One day, I hope to get to a place where I care a bit less about always performing at my best — and maybe I’ll even play Monopoly again.
It's not just a game — it's storytelling
by Tommy Chung
Board games are my everything. Nothing beats cracking one open during a family gathering or having a game night with friends.
One stands above the rest. Some might not consider it a board game — which is a matter of semantics — but to me, Dungeons and Dragons (D&D) is everything a board game experience should be.
D&D is a tabletop roleplaying game that uses character sheets and a D20 system (in which a 20-sided die is used for many of the checks in the game). It encourages creativity and friendship, and the possibilities are endless — literally anything can happen if you roll the right numbers.
The Dungeonmaster (DM), in simplest terms, runs the game. Every enemy the players fight, every townsperson they barter with, every trap sprung in a dungeon and every environment they find themselves in — all of that is up to the DM’s discretion.
As the DM of my D&D group, I find it incredibly liberating to exercise my creative juices and build an enjoyable experience for my friends. The creative collaboration between the world the DM creates and how the players choose to interact with it is what makes D&D so special.
It’s not just a game — it's collaborative storytelling. As we play, the ideas I have written down rarely pan out in the ways I predicted them to, but that's the beauty of the game. There have been times where I’ve planned multiple contingencies and all of them failed, with the antics of my friends ultimately driving the game forward.
D&D encapsulates everything a game should be.
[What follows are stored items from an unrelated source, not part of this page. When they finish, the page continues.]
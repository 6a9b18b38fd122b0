//! Converting glyph records into geometry.

use glyphex_read::{
    tables::glyf::{Anchor, CompositeGlyph, CurvePoint, Glyph, SimpleGlyph, Transform},
    types::{GlyphId, Point},
    ReadError,
};

use super::{Geometry, Segment};
use crate::{
    decycler::{Decycler, DecyclerError, MAX_COMPOSITE_DEPTH},
    Font,
};

type Contours = Vec<Vec<Segment>>;

/// Resolve the geometry of a glyph, composing composite glyphs.
///
/// Returns `None` for glyphs with no outline, and for composite glyphs that
/// place a component by point matching.
pub(crate) fn resolve(font: &Font, glyph_id: GlyphId) -> Result<Option<Geometry>, ReadError> {
    let units_per_em = font.units_per_em() as f64;
    let mut decycler = Decycler::new(MAX_COMPOSITE_DEPTH);
    let contours = resolve_contours(font, glyph_id, units_per_em, &mut decycler)?;
    Ok(contours.map(|contours| Geometry::new(contours, font.advance_width(glyph_id))))
}

fn resolve_contours(
    font: &Font,
    glyph_id: GlyphId,
    units_per_em: f64,
    decycler: &mut Decycler<GlyphId>,
) -> Result<Option<Contours>, ReadError> {
    let mut cycle_guard = decycler.enter(glyph_id).map_err(|e| ReadError::MalformedGlyph {
        glyph_id,
        detail: match e {
            DecyclerError::CycleDetected => "composite glyph references itself",
            DecyclerError::DepthLimitExceeded => "composite glyphs are nested too deeply",
        },
    })?;
    match font.glyph_data(glyph_id)? {
        None => Ok(None),
        Some(Glyph::Simple(glyph)) => Ok(Some(simple_contours(&glyph, units_per_em))),
        Some(Glyph::Composite(glyph)) => {
            composite_contours(font, glyph_id, &glyph, units_per_em, &mut cycle_guard)
        }
    }
}

fn simple_contours(glyph: &SimpleGlyph, units_per_em: f64) -> Contours {
    glyph
        .contours()
        .map(|points| contour_segments(points, units_per_em))
        .collect()
}

/// Walk the points of one closed contour.
///
/// An off curve point becomes the control of a quadratic segment whose ends
/// are its neighbors, or the midpoints towards them when they are off curve
/// too. Two consecutive on curve points make a line.
fn contour_segments(points: &[CurvePoint], units_per_em: f64) -> Vec<Segment> {
    let n = points.len();
    let to_em = |point: &CurvePoint| {
        Point::new(point.x as f64 / units_per_em, -(point.y as f64) / units_per_em)
    };
    (0..n)
        .filter_map(|ix| {
            let prev = &points[(ix + n - 1) % n];
            let current = &points[ix];
            let next = &points[(ix + 1) % n];
            let point = to_em(current);
            if !current.on_curve {
                let mut p1 = to_em(prev);
                if !prev.on_curve {
                    p1 = p1.midpoint(point);
                }
                let mut p2 = to_em(next);
                if !next.on_curve {
                    p2 = p2.midpoint(point);
                }
                Some(Segment::QuadraticBezier {
                    p1,
                    control: point,
                    p2,
                })
            } else if next.on_curve {
                Some(Segment::Line {
                    p1: point,
                    p2: to_em(next),
                })
            } else {
                None
            }
        })
        .collect()
}

fn composite_contours(
    font: &Font,
    glyph_id: GlyphId,
    glyph: &CompositeGlyph,
    units_per_em: f64,
    decycler: &mut Decycler<GlyphId>,
) -> Result<Option<Contours>, ReadError> {
    let mut contours = Contours::new();
    for component in &glyph.components {
        let Some(child) = resolve_contours(font, component.glyph, units_per_em, decycler)? else {
            continue;
        };
        let Anchor::Offset { x, y } = component.anchor else {
            log::warn!(
                "glyph {glyph_id}: component {} is placed by point matching, no geometry",
                component.glyph
            );
            return Ok(None);
        };
        let transform = ComponentTransform::new(&component.transform, x, y, units_per_em);
        contours.extend(child.into_iter().map(|contour| {
            contour
                .into_iter()
                .map(|segment| segment.map_points(|point| transform.apply(point)))
                .collect::<Vec<_>>()
        }));
    }
    Ok(Some(contours))
}

/// A component transform acting on em space points with y down.
///
/// The matrix terms apply to em coordinates as they are: `yx` carries y
/// into x and `xy` carries x into y. Only the offset is flipped.
#[derive(Clone, Copy, Debug, PartialEq)]
struct ComponentTransform {
    xx: f64,
    yx: f64,
    xy: f64,
    yy: f64,
    dx: f64,
    dy: f64,
}

impl ComponentTransform {
    fn new(transform: &Transform, x: i16, y: i16, units_per_em: f64) -> Self {
        Self {
            xx: transform.xx.to_f64(),
            yx: transform.yx.to_f64(),
            xy: transform.xy.to_f64(),
            yy: transform.yy.to_f64(),
            dx: x as f64 / units_per_em,
            dy: -(y as f64) / units_per_em,
        }
    }

    fn apply(&self, point: Point<f64>) -> Point<f64> {
        let Point { x, y } = point;
        Point::new(
            x * self.xx + y * self.yx + self.dx,
            y * self.yy + x * self.xy + self.dy,
        )
    }
}

#[cfg(test)]
mod tests {
    use glyphex_read::types::F2Dot14;

    use super::*;

    #[test]
    fn all_on_curve_points_make_lines() {
        let points = [
            CurvePoint::on_curve(0, 0),
            CurvePoint::on_curve(0, 100),
            CurvePoint::on_curve(100, 0),
        ];
        let segments = contour_segments(&points, 100.0);
        assert_eq!(segments.len(), 3);
        assert_eq!(
            segments[0],
            Segment::Line {
                p1: Point::new(0.0, 0.0),
                p2: Point::new(0.0, -1.0)
            }
        );
        // the contour wraps around
        assert_eq!(segments[2].end(), Point::new(0.0, 0.0));
    }

    #[test]
    fn implied_on_curve_points() {
        let points = [
            CurvePoint::on_curve(0, 0),
            CurvePoint::off_curve(100, 0),
            CurvePoint::off_curve(100, 100),
        ];
        let segments = contour_segments(&points, 100.0);
        assert_eq!(
            segments,
            [
                Segment::QuadraticBezier {
                    p1: Point::new(0.0, 0.0),
                    control: Point::new(1.0, 0.0),
                    p2: Point::new(1.0, -0.5),
                },
                Segment::QuadraticBezier {
                    p1: Point::new(1.0, -0.5),
                    control: Point::new(1.0, -1.0),
                    p2: Point::new(0.0, 0.0),
                },
            ]
        );
    }

    #[test]
    fn skew_terms() {
        // the second value in the file carries y into x
        let transform = Transform {
            yx: F2Dot14::from_f32(0.5),
            ..Default::default()
        };
        let transform = ComponentTransform::new(&transform, 0, 0, 100.0);
        assert_eq!(
            transform.apply(Point::new(0.0, 1.0)),
            Point::new(0.5, 1.0)
        );
        assert_eq!(
            transform.apply(Point::new(1.0, 0.0)),
            Point::new(1.0, 0.0)
        );
        // and the third carries x into y
        let transform = Transform {
            xy: F2Dot14::from_f32(-0.5),
            ..Default::default()
        };
        let transform = ComponentTransform::new(&transform, 0, 0, 100.0);
        assert_eq!(
            transform.apply(Point::new(1.0, 0.0)),
            Point::new(1.0, -0.5)
        );
    }

    #[test]
    fn transform_uses_unmodified_coordinates() {
        let transform = Transform {
            xx: F2Dot14::ONE,
            yx: F2Dot14::from_f32(0.5),
            xy: F2Dot14::from_f32(0.25),
            yy: F2Dot14::ONE,
        };
        let transform = ComponentTransform::new(&transform, 100, 0, 100.0);
        // y is computed from the incoming x, not the transformed one
        assert_eq!(
            transform.apply(Point::new(1.0, 1.0)),
            Point::new(2.5, 1.25)
        );
    }

    #[test]
    fn identity_offset() {
        let transform = ComponentTransform::new(&Transform::default(), 50, -100, 1000.0);
        let point = transform.apply(Point::new(0.1, -0.4));
        assert!((point.x - 0.15).abs() < 1e-12);
        assert!((point.y - -0.3).abs() < 1e-12);
    }
}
To me, a perfect night with friends is a night spent sitting at the table together, letting our imaginations run wild.
The Game of Life
by Hasti Amirsalari
The Game of Life never struck me as particularly complex — until I became an adult.
Of all the board games I had as a child, Life was the simplest: it’s entirely based on luck, with little to no strategy needed. But as I’ve gotten older, many aspects of the game have become inextricably tied to the world around me.
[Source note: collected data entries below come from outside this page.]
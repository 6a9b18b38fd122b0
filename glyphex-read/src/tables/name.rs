//! The [name (Naming)](https://docs.microsoft.com/en-us/typography/opentype/spec/name) table

use types::Tag;

use crate::{FontData, FontRead, ReadError, TopLevelTable};

pub use types::NameId;

/// The naming table.
#[derive(Clone, Debug)]
pub struct Name<'a> {
    pub format: u16,
    records: Vec<NameRecord>,
    lang_tag_records: Vec<LangTagRecord>,
    storage: FontData<'a>,
}

/// An entry in the name table's record list.
#[derive(Clone, Copy, Debug, PartialEq, Eq)]
pub struct NameRecord {
    pub platform_id: u16,
    pub encoding_id: u16,
    pub language_id: u16,
    pub name_id: NameId,
    /// Length of the string, in bytes.
    pub length: u16,
    /// Offset of the string from the start of string storage.
    pub string_offset: u16,
}

/// A language tag record, present in format 1 tables.
#[derive(Clone, Copy, Debug, PartialEq, Eq)]
pub struct LangTagRecord {
    pub length: u16,
    pub lang_tag_offset: u16,
}

impl TopLevelTable for Name<'_> {
    const TAG: Tag = Tag::new(b"name");
}

impl<'a> FontRead<'a> for Name<'a> {
    fn read(data: FontData<'a>) -> Result<Self, ReadError> {
        let mut cursor = data.cursor();
        let format = cursor.read_u16()?;
        let count = cursor.read_u16()?;
        let storage_offset = cursor.read_u16()?;
        let records = (0..count)
            .map(|_| {
                Ok(NameRecord {
                    platform_id: cursor.read()?,
                    encoding_id: cursor.read()?,
                    language_id: cursor.read()?,
                    name_id: cursor.read()?,
                    length: cursor.read()?,
                    string_offset: cursor.read()?,
                })
            })
            .collect::<Result<Vec<_>, ReadError>>()?;
        let lang_tag_records = if format == 1 {
            let lang_tag_count = cursor.read_u16()?;
            (0..lang_tag_count)
                .map(|_| {
                    Ok(LangTagRecord {
                        length: cursor.read()?,
                        lang_tag_offset: cursor.read()?,
                    })
                })
                .collect::<Result<Vec<_>, ReadError>>()?
        } else {
            Vec::new()
        };
        let storage = data
            .split_off(storage_offset as usize)
            .ok_or(ReadError::OutOfBounds)?;
        Ok(Name {
            format,
            records,
            lang_tag_records,
            storage,
        })
    }
}

impl<'a> Name<'a> {
    pub fn name_record(&self) -> &[NameRecord] {
        &self.records
    }

    pub fn lang_tag_record(&self) -> &[LangTagRecord] {
        &self.lang_tag_records
    }

    /// The FontData containing the encoded name strings.
    pub fn string_data(&self) -> FontData<'a> {
        self.storage
    }

    /// The most suitable decodable string for this id.
    ///
    /// Only Unicode and Windows Unicode BMP records are considered. The first
    /// such record with language id 0 wins; otherwise the last one found.
    pub fn find(&self, name_id: NameId) -> Option<NameString<'a>> {
        let mut found = None;
        for record in self
            .records
            .iter()
            .filter(|rec| rec.name_id == name_id && rec.is_unicode())
        {
            let Ok(string) = record.string(self.storage) else {
                continue;
            };
            if record.language_id == 0 {
                return Some(string);
            }
            found = Some(string);
        }
        found
    }
}

impl NameRecord {
    /// Return a type that can decode the string data for this name entry.
    pub fn string<'a>(&self, data: FontData<'a>) -> Result<NameString<'a>, ReadError> {
        data.slice_len(self.string_offset as usize, self.length as usize)
            .map(|data| NameString {
                data: data.as_bytes(),
            })
    }

    /// `true` for records whose strings we decode as UTF-16BE.
    pub fn is_unicode(&self) -> bool {
        self.platform_id == 0 || (self.platform_id == 3 && self.encoding_id == 1)
    }
}

impl LangTagRecord {
    /// Return a type that can decode the string data for this language tag.
    pub fn lang_tag<'a>(&self, data: FontData<'a>) -> Result<NameString<'a>, ReadError> {
        data.slice_len(self.lang_tag_offset as usize, self.length as usize)
            .map(|data| NameString {
                data: data.as_bytes(),
            })
    }
}

/// A UTF-16BE encoded entry in the naming table.
///
/// This provides an iterator over characters.
#[derive(Copy, Clone, PartialEq, Eq)]
pub struct NameString<'a> {
    data: &'a [u8],
}

impl<'a> NameString<'a> {
    /// An iterator over the `char`s in this name.
    pub fn chars(&self) -> CharIter<'a> {
        CharIter {
            data: self.data,
            pos: 0,
        }
    }
}

impl<'a> IntoIterator for NameString<'a> {
    type Item = char;
    type IntoIter = CharIter<'a>;
    fn into_iter(self) -> Self::IntoIter {
        self.chars()
    }
}

impl std::fmt::Display for NameString<'_> {
    fn fmt(&self, f: &mut std::fmt::Formatter) -> std::fmt::Result {
        for c in self.chars() {
            c.fmt(f)?;
        }
        Ok(())
    }
}

impl std::fmt::Debug for NameString<'_> {
    fn fmt(&self, f: &mut std::fmt::Formatter) -> std::fmt::Result {
        write!(f, "\"{self}\"")
    }
}

/// An iterator over the chars of a name record.
#[derive(Clone)]
pub struct CharIter<'a> {
    data: &'a [u8],
    pos: usize,
}

impl CharIter<'_> {
    fn bump_u16(&mut self) -> Option<u16> {
        let result = self
            .data
            .get(self.pos..self.pos + 2)
            .map(|x| u16::from_be_bytes([x[0], x[1]]))?;
        self.pos += 2;
        Some(result)
    }
}

impl Iterator for CharIter<'_> {
    type Item = char;

    fn next(&mut self) -> Option<Self::Item> {
        let rep = char::REPLACEMENT_CHARACTER;
        let c1 = self.bump_u16()? as u32;
        let raw_c = if (0xD800..0xDC00).contains(&c1) {
            let Some(c2) = self.bump_u16() else {
                return Some(rep);
            };
            ((c1 & 0x3FF) << 10) + (c2 as u32 & 0x3FF) + 0x10000
        } else {
            c1
        };
        Some(char::from_u32(raw_c).unwrap_or(rep))
    }
}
From its beginning, the game is riddled with every milestone you must conform to, starting with college (assuming you want one of the higher-paying jobs). The implication here is, of course, that your life really starts when you become an adult.
This is true in some ways. A lot becomes clear about the world once we hit the ripe old age of 18. New responsibilities are suddenly added to what was previously a much simpler life. Childhood doesn’t really count as having truly lived, because for the most part, we weren’t the ones making major life choices.
But in another sense, this is completely wrong. There is so much about our childhood that determines how we live as adults: the types of people around us growing up, the values with which we were instilled and whether or not we showed greater emotionality. These are all factors that set us up for the “start” of our lives as adults.
The game offers little range in careers, which makes some sense, given that you can only fit so much of the world in a small box. But it's interesting to look at what options it presents children with — you don’t have to go to university, but you’re less likely to win the game if you don’t.
In a way, it represents a conventional North American mindset, where one of the main reasons for doing anything is to get rich. “Winning” means to have the most money — to get lots of money, you need to have time, energy and resources, but to have these things, you need to have a whole lot of luck.
Luck plays a substantial role in our real lives: we didn’t choose our experiences growing up, and we don’t always have a say in what we’re granted in the adult world. The game shows us that life isn’t fair — not everyone can win, and that is simply a fact with which we all must make our peace.